I did 3 egg collections last year and one (failed) transfer. I’ve got endometriosis and adenomyosis and unfortunately the ECs flared things to the point that I have pain a lot more than was normal before. I also got OHSS a few times and when our transfer failed… it kind of broke me in a way I honestly hadn’t expected. It felt so sad for so long in a way that entirely surprised me. If I’m honest it still does and I’m angry at myself for not being able to get it together.
as I’m self employed, doing pretty much back to back treatment vastly reduced my availability to work, but at 42 (turned 43 in dec) I kept being reminded by doctors that I didn’t have time to wait between rounds. So I didn’t wait. And 2023 was painful and sad and isolating.
At the end of it, we got the good news we have 3 PGTA normal embryos which I’m so happy about. We are getting ready to go into an Alice/era mock FET cycle before trying with an actual embryo…
But I don’t feel ready financially, emotionally or in any way. Truthfully I feel I can’t face it and am constantly worried about our finances. Currently trying to find work (I’m not being picky, but it’s slim on the ground and I feel so constantly sad and hormonal (still! Last EC was mid November!!!) and just not myself. It’s making it really hard to push forward and battle for work in a competitive field.
Today we found out my partner’s contract is likely not being renewed (he is also freelance).

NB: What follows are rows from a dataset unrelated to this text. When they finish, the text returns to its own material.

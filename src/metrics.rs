//! Encoding engine: L1 → L2C and the scalar metrics W, C, Hm, Z.
//!
//! - L2C: code of L1's spelled-out words with spaces and hyphens removed
//! - W = L2C / L1
//! - C = cos²(π·|L2C − L1| / (2·(L2C + L1)))
//! - Hm = 1 − min over harmonic targets of |W − t| / t, clamped to [0, 1]
//! - Z = C · Hm · exp(−((W − 2)/σ)²), clamped to [0, 1]

use crate::alphabet::{code_of, normalize};
use crate::config::{check_sigma, EncoderConfig};
use crate::error::{EncoderError, Result};
use crate::speller::{spell, CODE_MAX};
use serde::{Deserialize, Serialize};
use std::f64::consts::PI;

/// Harmonic ratios rewarded by Hm. The closest one wins.
pub const HARMONIC_TARGETS: [f64; 6] = [1.0, 1.25, 1.33, 1.5, 2.0, 3.0];

/// Centre of the Z bell.
pub const Z_CENTER: f64 = 2.0;

/// The spelled-out second-level code of an L1 value.
#[derive(Clone, Debug, PartialEq, Eq)]
pub struct SecondLevel {
    pub l2c: u32,
    /// Spelled words, space separated.
    pub words: String,
    /// Words glued together and normalized; this is what L2C sums over.
    pub glued: String,
}

/// Spell `l1` and encode the glued words.
///
/// Fails with [`EncoderError::OutOfRange`] outside `0..=999_999`.
pub fn l2c_from_l1(l1: i64) -> Result<SecondLevel> {
    if l1 < 0 || l1 > i64::from(CODE_MAX) {
        return Err(EncoderError::OutOfRange { l1 });
    }
    let words = spell(l1 as u32).ok_or(EncoderError::OutOfRange { l1 })?;
    let glued: String = words
        .chars()
        .filter(|c| !c.is_whitespace() && *c != '-')
        .collect();
    let glued = normalize(&glued);
    let l2c = code_of(&glued);
    Ok(SecondLevel { l2c, words, glued })
}

/// The four scalar metrics of an (L1, L2C) pair.
#[derive(Clone, Copy, Debug, PartialEq, Serialize, Deserialize)]
pub struct Metrics {
    pub w: f64,
    #[serde(rename = "C")]
    pub c: f64,
    #[serde(rename = "Hm")]
    pub hm: f64,
    #[serde(rename = "Z")]
    pub z: f64,
}

fn clamp01(x: f64) -> f64 {
    x.clamp(0.0, 1.0)
}

/// Harmonic fit of W against [`HARMONIC_TARGETS`].
pub fn harmonic_fit(w: f64) -> f64 {
    let closest = HARMONIC_TARGETS
        .iter()
        .map(|t| (w - t).abs() / t)
        .fold(f64::INFINITY, f64::min);
    clamp01(1.0 - closest)
}

/// Coherence of two codes: 1 when equal, falling towards 0 as they diverge.
pub fn coherence(l1: u32, l2c: u32) -> f64 {
    let (a, b) = (f64::from(l1), f64::from(l2c));
    let ratio = (b - a).abs() / (b + a);
    (PI / 2.0 * ratio).cos().powi(2)
}

/// Compute W, C, Hm and Z for a code pair under `sigma_z`.
///
/// A zero, negative or non-finite `sigma_z` is rejected rather than
/// collapsing the bell into NaN.
pub fn metrics(l1: u32, l2c: u32, sigma_z: f64) -> Result<Metrics> {
    check_sigma(sigma_z)?;
    if l1 == 0 {
        return Err(EncoderError::DivisionUndefined);
    }
    let w = f64::from(l2c) / f64::from(l1);
    let c = coherence(l1, l2c);
    let hm = harmonic_fit(w);
    let bell = (-((w - Z_CENTER) / sigma_z).powi(2)).exp();
    let z = clamp01(c * hm * bell);
    Ok(Metrics { w, c, hm, z })
}

/// Full encoding of one L1 value.
#[derive(Clone, Debug, PartialEq)]
pub struct Encoding {
    pub l1: u32,
    pub second: SecondLevel,
    pub metrics: Metrics,
}

impl Encoding {
    /// Run the engine for `l1`.
    ///
    /// # Examples
    ///
    /// ```
    /// use kryon_encoder::config::EncoderConfig;
    /// use kryon_encoder::metrics::Encoding;
    ///
    /// let cfg = EncoderConfig::default();
    /// let enc = Encoding::compute(100, &cfg).unwrap();
    /// // СТО = 19 + 20 + 16
    /// assert_eq!(enc.l2c(), 55);
    /// assert!((enc.metrics.w - 0.55).abs() < 1e-12);
    /// assert!(Encoding::compute(1_000_000, &cfg).is_err());
    /// ```
    pub fn compute(l1: i64, config: &EncoderConfig) -> Result<Self> {
        let second = l2c_from_l1(l1)?;
        let l1 = l1 as u32;
        let metrics = metrics(l1, second.l2c, config.sigma_z)?;
        Ok(Encoding {
            l1,
            second,
            metrics,
        })
    }

    pub fn l2c(&self) -> u32 {
        self.second.l2c
    }
}

#[cfg(test)]
mod tests {
    use super::*;

    #[test]
    fn l2c_of_small_values() {
        // ОДИН = 16 + 5 + 10 + 15
        assert_eq!(l2c_from_l1(1).unwrap().l2c, 46);
        // НОЛЬ = 15 + 16 + 13 + 28
        assert_eq!(l2c_from_l1(0).unwrap().l2c, 72);
        let second = l2c_from_l1(1001).unwrap();
        assert_eq!(second.words, "ОДНА ТЫСЯЧА ОДИН");
        assert_eq!(second.glued, "ОДНАТЫСЯЧАОДИН");
    }

    #[test]
    fn range_boundaries() {
        assert!(l2c_from_l1(999_999).is_ok());
        assert!(matches!(
            l2c_from_l1(1_000_000),
            Err(EncoderError::OutOfRange { l1: 1_000_000 })
        ));
        assert!(matches!(l2c_from_l1(-1), Err(EncoderError::OutOfRange { l1: -1 })));
    }

    #[test]
    fn zero_l1_is_division_undefined() {
        let cfg = EncoderConfig::default();
        assert!(matches!(
            Encoding::compute(0, &cfg),
            Err(EncoderError::DivisionUndefined)
        ));
    }

    #[test]
    fn equal_codes_are_perfectly_coherent() {
        assert!((coherence(50, 50) - 1.0).abs() < 1e-12);
        assert!(coherence(1, 1000) < 0.01);
    }

    #[test]
    fn harmonic_fit_picks_closest_target() {
        assert!((harmonic_fit(2.0) - 1.0).abs() < 1e-12);
        assert!((harmonic_fit(1.5) - 1.0).abs() < 1e-12);
        // 2.2 is nearest to 2 → 1 − 0.1
        assert!((harmonic_fit(2.2) - 0.9).abs() < 1e-9);
        assert_eq!(harmonic_fit(100.0), 0.0);
    }

    #[test]
    fn z_peaks_at_w_two() {
        let m = metrics(50, 100, 0.8).unwrap();
        assert!((m.w - 2.0).abs() < 1e-12);
        let expected_c = (PI / 2.0 * (50.0 / 150.0)).cos().powi(2);
        assert!((m.c - expected_c).abs() < 1e-12);
        assert!((m.hm - 1.0).abs() < 1e-12);
        assert!((m.z - expected_c).abs() < 1e-12);
    }

    #[test]
    fn degenerate_sigma_is_an_error() {
        for sigma in [0.0, -0.8, f64::NAN] {
            assert!(matches!(
                metrics(50, 100, sigma),
                Err(EncoderError::InvalidConfig(_))
            ));
        }
        // W = 2 with a tiny sigma still yields a number
        assert!(metrics(50, 100, 1e-9).unwrap().z.is_finite());
    }

    #[test]
    fn sigma_changes_z_but_not_w() {
        let narrow = metrics(40, 100, 0.2).unwrap();
        let wide = metrics(40, 100, 2.0).unwrap();
        assert_eq!(narrow.w, wide.w);
        assert_eq!(narrow.c, wide.c);
        assert!(narrow.z < wide.z);
    }
}
//! Fixed-size dense matrices and the small cofactor-expansion kernel used by the filter.
//!
//! The kernel (determinant, adjoint, inverse) is purpose-built for square matrices of order
//! one to three; larger orders are rejected at compile time.

use crate::num_traits::FilterScalar;
use core::fmt::{Debug, Formatter};
use core::ops::{Add, Index, IndexMut, Mul, Sub};

/// The largest square matrix order the cofactor kernel accepts.
pub const MAX_KERNEL_DIMENSION: usize = 3;

/// The matrix handed to [`Matrix::inverse`] has a determinant of exactly zero.
#[derive(Debug, Clone, Copy, PartialEq, Eq, thiserror::Error)]
#[error("matrix is singular")]
pub struct SingularMatrixError;

/// A row-major `R`×`C` matrix stored inline.
#[derive(Clone, Copy, PartialEq)]
#[repr(transparent)]
pub struct Matrix<T, const R: usize, const C: usize>([[T; C]; R]);

/// A column vector of `R` elements.
pub type ColumnVector<T, const R: usize> = Matrix<T, R, 1>;

impl<T, const R: usize, const C: usize> Matrix<T, R, C> {
    /// Builds a matrix from its rows.
    #[inline(always)]
    pub const fn from_rows(rows: [[T; C]; R]) -> Self {
        Self(rows)
    }

    /// Builds a matrix by evaluating `f(row, column)` for every element.
    pub fn from_fn<F>(mut f: F) -> Self
    where
        F: FnMut(usize, usize) -> T,
    {
        Self(core::array::from_fn(|i| core::array::from_fn(|j| f(i, j))))
    }

    /// Returns the rows of the matrix.
    #[inline(always)]
    pub const fn rows(&self) -> &[[T; C]; R] {
        &self.0
    }

    /// Consumes the matrix and returns its rows.
    #[inline(always)]
    pub fn into_rows(self) -> [[T; C]; R] {
        self.0
    }
}

impl<T, const R: usize, const C: usize> Matrix<T, R, C>
where
    T: FilterScalar,
{
    /// Returns the all-zero matrix.
    #[inline]
    pub fn zeros() -> Self {
        Self([[T::zero(); C]; R])
    }

    /// Returns the transposed matrix.
    pub fn transpose(&self) -> Matrix<T, C, R> {
        Matrix::from_fn(|i, j| self.0[j][i])
    }

    /// Multiplies every element by `factor`.
    pub fn scale(&self, factor: T) -> Self {
        Self::from_fn(|i, j| self.0[i][j] * factor)
    }

    /// Returns `true` if any element is NaN.
    pub fn has_nan(&self) -> bool {
        self.0.iter().flatten().any(|value| value.is_nan())
    }
}

impl<T, const R: usize> Matrix<T, R, 1>
where
    T: Copy,
{
    /// Builds a column vector.
    #[inline(always)]
    pub fn from_column(values: [T; R]) -> Self {
        Self(values.map(|value| [value]))
    }

    /// Returns the elements of a column vector.
    pub fn to_column(&self) -> [T; R] {
        core::array::from_fn(|i| self.0[i][0])
    }
}

impl<T, const N: usize> Matrix<T, N, N>
where
    T: FilterScalar,
{
    /// Evaluates to `()` only for orders the cofactor kernel supports.
    const KERNEL_DIMENSION_CHECK: () = assert!(
        N >= 1 && N <= MAX_KERNEL_DIMENSION,
        "the cofactor kernel only supports matrices of order 1 to 3"
    );

    /// Returns the identity matrix.
    pub fn identity() -> Self {
        Self::from_diagonal([T::one(); N])
    }

    /// Returns a diagonal matrix with the specified diagonal.
    pub fn from_diagonal(diagonal: [T; N]) -> Self {
        Self::from_fn(|i, j| if i == j { diagonal[i] } else { T::zero() })
    }

    /// Returns the main diagonal.
    pub fn diagonal(&self) -> [T; N] {
        core::array::from_fn(|i| self.0[i][i])
    }

    /// Returns the sum of the main diagonal.
    pub fn trace(&self) -> T {
        self.diagonal()
            .into_iter()
            .fold(T::zero(), |sum, value| sum + value)
    }

    /// Builds the minor of the leading `n`×`n` block with row `p` and column `q` removed.
    ///
    /// The result occupies the leading `(n-1)`×`(n-1)` block; all other elements are zero.
    pub fn cofactor(&self, p: usize, q: usize, n: usize) -> Self {
        debug_assert!(p < n && q < n && n <= N);
        let mut minor = Self::zeros();
        let (mut i, mut j) = (0, 0);
        for row in 0..n {
            for col in 0..n {
                if row == p || col == q {
                    continue;
                }

                minor.0[i][j] = self.0[row][col];
                j += 1;
                if j == n - 1 {
                    j = 0;
                    i += 1;
                }
            }
        }
        minor
    }

    /// Calculates the determinant of the leading `n`×`n` block by Laplace expansion along the first row.
    pub fn determinant_of_order(&self, n: usize) -> T {
        debug_assert!(n >= 1 && n <= N);
        if n == 1 {
            return self.0[0][0];
        }

        let mut determinant = T::zero();
        let mut sign = T::one();
        for f in 0..n {
            let minor = self.cofactor(0, f, n);
            determinant = determinant + sign * self.0[0][f] * minor.determinant_of_order(n - 1);
            sign = -sign;
        }
        determinant
    }

    /// Calculates the determinant.
    pub fn determinant(&self) -> T {
        #[allow(clippy::let_unit_value)]
        let () = Self::KERNEL_DIMENSION_CHECK;
        self.determinant_of_order(N)
    }

    /// Calculates the adjoint (adjugate), i.e. the transposed matrix of signed cofactors.
    pub fn adjoint(&self) -> Self {
        #[allow(clippy::let_unit_value)]
        let () = Self::KERNEL_DIMENSION_CHECK;
        if N == 1 {
            return Self::identity();
        }

        let mut adjoint = Self::zeros();
        for i in 0..N {
            for j in 0..N {
                let minor = self.cofactor(i, j, N);
                let sign = if (i + j) % 2 == 0 { T::one() } else { -T::one() };
                adjoint.0[j][i] = sign * minor.determinant_of_order(N - 1);
            }
        }
        adjoint
    }

    /// Inverts the matrix after adding `damping²` to its diagonal.
    ///
    /// A `damping` of zero disables the regularization. Only a determinant of exactly zero
    /// is reported as singular.
    pub fn inverse(&self, damping: T) -> Result<Self, SingularMatrixError> {
        let damped = *self + Self::identity().scale(damping * damping);
        let determinant = damped.determinant();
        if determinant == T::zero() {
            return Err(SingularMatrixError);
        }

        Ok(damped.adjoint().scale(determinant.recip()))
    }
}

impl<T, const R: usize, const C: usize> Default for Matrix<T, R, C>
where
    T: FilterScalar,
{
    fn default() -> Self {
        Self::zeros()
    }
}

impl<T, const R: usize, const C: usize> Debug for Matrix<T, R, C>
where
    T: Debug,
{
    fn fmt(&self, f: &mut Formatter<'_>) -> core::fmt::Result {
        f.debug_list().entries(self.0.iter()).finish()
    }
}

impl<T, const R: usize, const C: usize> Index<(usize, usize)> for Matrix<T, R, C> {
    type Output = T;

    #[inline(always)]
    fn index(&self, (row, col): (usize, usize)) -> &Self::Output {
        &self.0[row][col]
    }
}

impl<T, const R: usize, const C: usize> IndexMut<(usize, usize)> for Matrix<T, R, C> {
    #[inline(always)]
    fn index_mut(&mut self, (row, col): (usize, usize)) -> &mut Self::Output {
        &mut self.0[row][col]
    }
}

impl<T, const R: usize, const C: usize> Add for Matrix<T, R, C>
where
    T: FilterScalar,
{
    type Output = Self;

    fn add(self, rhs: Self) -> Self::Output {
        Self::from_fn(|i, j| self.0[i][j] + rhs.0[i][j])
    }
}

impl<T, const R: usize, const C: usize> Sub for Matrix<T, R, C>
where
    T: FilterScalar,
{
    type Output = Self;

    fn sub(self, rhs: Self) -> Self::Output {
        Self::from_fn(|i, j| self.0[i][j] - rhs.0[i][j])
    }
}

impl<T, const R: usize, const C: usize, const K: usize> Mul<Matrix<T, C, K>> for Matrix<T, R, C>
where
    T: FilterScalar,
{
    type Output = Matrix<T, R, K>;

    fn mul(self, rhs: Matrix<T, C, K>) -> Self::Output {
        Matrix::from_fn(|i, j| {
            (0..C).fold(T::zero(), |sum, k| sum + self.0[i][k] * rhs.0[k][j])
        })
    }
}
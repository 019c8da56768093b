use crate::num_traits::FilterScalar;
use crate::types::SensorFaultVector;

/// Averages the vertical acceleration of the healthy IMUs.
///
/// Falls back to the healthy high-g accelerometers when every IMU is faulty and returns
/// `None` when no acceleration sensor is left.
pub fn average_acceleration<T, const IMU: usize, const ACC: usize, const BARO: usize, const MAG: usize>(
    imu: &[T; IMU],
    high_g: &[T; ACC],
    faults: &SensorFaultVector<IMU, ACC, BARO, MAG>,
) -> Option<T>
where
    T: FilterScalar,
{
    mean_of_healthy(imu, &faults.imu).or_else(|| mean_of_healthy(high_g, &faults.high_g))
}

/// Averages the pressure of the healthy barometers, or returns `None` if every barometer is faulty.
pub fn average_pressure<T, const IMU: usize, const ACC: usize, const BARO: usize, const MAG: usize>(
    pressures: &[T; BARO],
    faults: &SensorFaultVector<IMU, ACC, BARO, MAG>,
) -> Option<T>
where
    T: FilterScalar,
{
    mean_of_healthy(pressures, &faults.barometer)
}

fn mean_of_healthy<T>(values: &[T], faulty: &[bool]) -> Option<T>
where
    T: FilterScalar,
{
    let (sum, count) = values
        .iter()
        .zip(faulty)
        .filter_map(|(&value, &faulty)| (!faulty).then_some(value))
        .fold((T::zero(), T::zero()), |(sum, count), value| {
            (sum + value, count + T::one())
        });

    if count == T::zero() {
        None
    } else {
        Some(sum / count)
    }
}

/// The averaged sample of one tick.
#[derive(Debug, Clone, Copy, PartialEq)]
pub struct AggregatedSample<T> {
    /// The averaged acceleration, or the last good value if every acceleration sensor is faulty.
    pub acceleration: T,
    /// The averaged pressure, or the last good value if every barometer is faulty.
    pub pressure: T,
    /// Whether every acceleration sensor was faulty.
    pub acceleration_lost: bool,
    /// Whether every barometer was faulty.
    pub pressure_lost: bool,
}

/// Averages sensor classes and holds the last good value of a class that is lost entirely.
#[derive(Debug, Clone, Copy, PartialEq)]
pub struct SensorAggregator<T> {
    acceleration: T,
    pressure: T,
}

impl<T> SensorAggregator<T>
where
    T: FilterScalar,
{
    /// Initializes a new [`SensorAggregator`] with the values to hold until the first good sample.
    pub const fn new(acceleration: T, pressure: T) -> Self {
        Self {
            acceleration,
            pressure,
        }
    }

    /// Averages one tick of raw samples.
    ///
    /// ## Arguments
    /// * `imu` - The acceleration along the calibrated axis of each IMU.
    /// * `high_g` - The acceleration along the calibrated axis of each high-g accelerometer.
    /// * `pressures` - The pressure of each barometer.
    /// * `faults` - The fault flags of every sensor.
    pub fn aggregate<const IMU: usize, const ACC: usize, const BARO: usize, const MAG: usize>(
        &mut self,
        imu: &[T; IMU],
        high_g: &[T; ACC],
        pressures: &[T; BARO],
        faults: &SensorFaultVector<IMU, ACC, BARO, MAG>,
    ) -> AggregatedSample<T> {
        let acceleration = average_acceleration(imu, high_g, faults);
        let pressure = average_pressure(pressures, faults);

        if let Some(acceleration) = acceleration {
            self.acceleration = acceleration;
        } else {
            log::warn!("No acceleration sensor left, holding last value");
        }

        if let Some(pressure) = pressure {
            self.pressure = pressure;
        } else {
            log::warn!("No barometer left, holding last value");
        }

        AggregatedSample {
            acceleration: self.acceleration,
            pressure: self.pressure,
            acceleration_lost: acceleration.is_none(),
            pressure_lost: pressure.is_none(),
        }
    }
}

impl<T> Default for SensorAggregator<T>
where
    T: FilterScalar,
{
    fn default() -> Self {
        Self::new(T::zero(), T::zero())
    }
}
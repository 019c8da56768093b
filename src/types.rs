mod filter_input;
mod flight_phase;
mod sensor_faults;
mod state_estimate;

pub use crate::types::filter_input::FilterInput;
pub use crate::types::flight_phase::FlightPhase;
pub use crate::types::sensor_faults::SensorFaultVector;
pub use crate::types::state_estimate::StateEstimate;
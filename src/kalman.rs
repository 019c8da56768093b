//! The altitude Kalman filter with barometer elimination.
//!
//! The state is `[altitude, velocity, acceleration]` (or accelerometer offset, depending on the
//! process noise model). The control input is the measured vertical acceleration and every
//! barometer observes the altitude directly.

mod predict;
mod state;
mod update;

#[cfg(test)]
mod tests;

pub use crate::kalman::state::{FilterState, STATES};
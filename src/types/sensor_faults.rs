/// Per-sensor fault flags as decided by the upstream fault detection.
///
/// `IMU` inertial measurement units, `ACC` high-g accelerometers, `BARO` barometers and
/// `MAG` magnetometers. A `true` flag marks the sensor as faulty.
#[derive(Debug, Clone, Copy, PartialEq, Eq, Hash)]
pub struct SensorFaultVector<const IMU: usize, const ACC: usize, const BARO: usize, const MAG: usize>
{
    pub imu: [bool; IMU],
    pub high_g: [bool; ACC],
    pub barometer: [bool; BARO],
    pub magnetometer: [bool; MAG],
}

impl<const IMU: usize, const ACC: usize, const BARO: usize, const MAG: usize>
    SensorFaultVector<IMU, ACC, BARO, MAG>
{
    /// Returns a fault vector with every sensor healthy.
    pub const fn healthy() -> Self {
        Self {
            imu: [false; IMU],
            high_g: [false; ACC],
            barometer: [false; BARO],
            magnetometer: [false; MAG],
        }
    }

    /// Marks the specified IMU as faulty.
    pub fn with_faulty_imu(mut self, index: usize) -> Self {
        self.imu[index] = true;
        self
    }

    /// Marks the specified high-g accelerometer as faulty.
    pub fn with_faulty_high_g(mut self, index: usize) -> Self {
        self.high_g[index] = true;
        self
    }

    /// Marks the specified barometer as faulty.
    pub fn with_faulty_barometer(mut self, index: usize) -> Self {
        self.barometer[index] = true;
        self
    }

    /// Marks the specified magnetometer as faulty.
    pub fn with_faulty_magnetometer(mut self, index: usize) -> Self {
        self.magnetometer[index] = true;
        self
    }

    pub fn faulty_imu_count(&self) -> usize {
        count(&self.imu)
    }

    pub fn faulty_high_g_count(&self) -> usize {
        count(&self.high_g)
    }

    pub fn faulty_barometer_count(&self) -> usize {
        count(&self.barometer)
    }

    pub fn faulty_magnetometer_count(&self) -> usize {
        count(&self.magnetometer)
    }

    /// The number of sensors providing vertical acceleration, i.e. IMUs and high-g accelerometers.
    pub const fn acceleration_sensor_count(&self) -> usize {
        IMU + ACC
    }

    /// The number of faulty sensors providing vertical acceleration.
    pub fn faulty_acceleration_count(&self) -> usize {
        self.faulty_imu_count() + self.faulty_high_g_count()
    }

    /// Returns `true` if no acceleration sensor is left to drive the prediction.
    pub fn all_acceleration_faulty(&self) -> bool {
        self.faulty_acceleration_count() == self.acceleration_sensor_count()
    }

    /// Returns `true` if no barometer is left to correct the prediction.
    pub fn all_barometers_faulty(&self) -> bool {
        self.faulty_barometer_count() == BARO
    }

    /// Returns the trusted barometers, i.e. the negated barometer fault flags.
    pub fn active_barometers(&self) -> [bool; BARO] {
        self.barometer.map(|faulty| !faulty)
    }
}

impl<const IMU: usize, const ACC: usize, const BARO: usize, const MAG: usize> Default
    for SensorFaultVector<IMU, ACC, BARO, MAG>
{
    fn default() -> Self {
        Self::healthy()
    }
}

fn count(flags: &[bool]) -> usize {
    flags.iter().filter(|&&faulty| faulty).count()
}
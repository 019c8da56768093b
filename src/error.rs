use crate::matrix::SingularMatrixError;

/// A per-tick filter failure.
///
/// Every variant is recoverable: the corrected state and covariance are always left at a
/// well-defined value and the next tick runs normally.
#[derive(Debug, Clone, Copy, PartialEq, Eq, thiserror::Error)]
pub enum FilterError {
    /// The innovation covariance of the active barometers was singular; the update was skipped.
    #[error("innovation covariance is singular, update skipped")]
    SingularInnovation(#[from] SingularMatrixError),
    /// More barometers are faulty than a reduced observation model exists for.
    #[error("{faulty} barometers are faulty but at most {tolerated} can be eliminated")]
    UnsupportedBarometerFaults { faulty: usize, tolerated: usize },
    /// Every barometer is faulty and the height-loss policy rejects prediction-only ticks.
    #[error("all barometers are faulty")]
    AllBarometersFaulty,
    /// An update was requested without any trusted observation.
    #[error("no active observation for the update")]
    NoActiveObservations,
}
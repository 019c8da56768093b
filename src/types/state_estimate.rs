use crate::impl_standard_traits;
use crate::matrix::ColumnVector;
use uniform_array_derive::UniformArray;

/// The corrected vertical state published after every filter tick.
#[derive(UniformArray)]
#[cfg_attr(test, ensure_uniform_type::ensure_uniform_type)]
#[repr(C)]
pub struct StateEstimate<T> {
    /// The altitude above the calibration point, in meters.
    pub altitude: T,
    /// The vertical velocity, in meters per second; positive is up.
    pub velocity: T,
    /// The third state channel, in meters per second squared.
    ///
    /// This is the vertical acceleration in the three-barometer model and the accelerometer
    /// offset in the single-barometer model.
    pub acceleration: T,
}

impl<T> StateEstimate<T> {
    /// Initializes a new [`StateEstimate`] instance.
    #[inline(always)]
    pub const fn new(altitude: T, velocity: T, acceleration: T) -> Self {
        Self {
            altitude,
            velocity,
            acceleration,
        }
    }
}

impl<T> From<ColumnVector<T, 3>> for StateEstimate<T>
where
    T: Copy,
{
    fn from(value: ColumnVector<T, 3>) -> Self {
        let [altitude, velocity, acceleration] = value.to_column();
        Self::new(altitude, velocity, acceleration)
    }
}

impl<T> From<StateEstimate<T>> for [T; 3] {
    fn from(value: StateEstimate<T>) -> Self {
        [value.altitude, value.velocity, value.acceleration]
    }
}

impl_standard_traits!(StateEstimate, T, [altitude, velocity, acceleration]);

Things just feel insurmountably challenging and I wish I could be the person I was before last year and just power on….
but I don’t feel like the same person, I feel constantly empty and exhausted. My confidence is just kind of gone.
I wondered if any of you have felt defeated on your journey and what you did to help yourself push on? Anything that gave you strength or resilience? Or helped you feel less lonely on this path?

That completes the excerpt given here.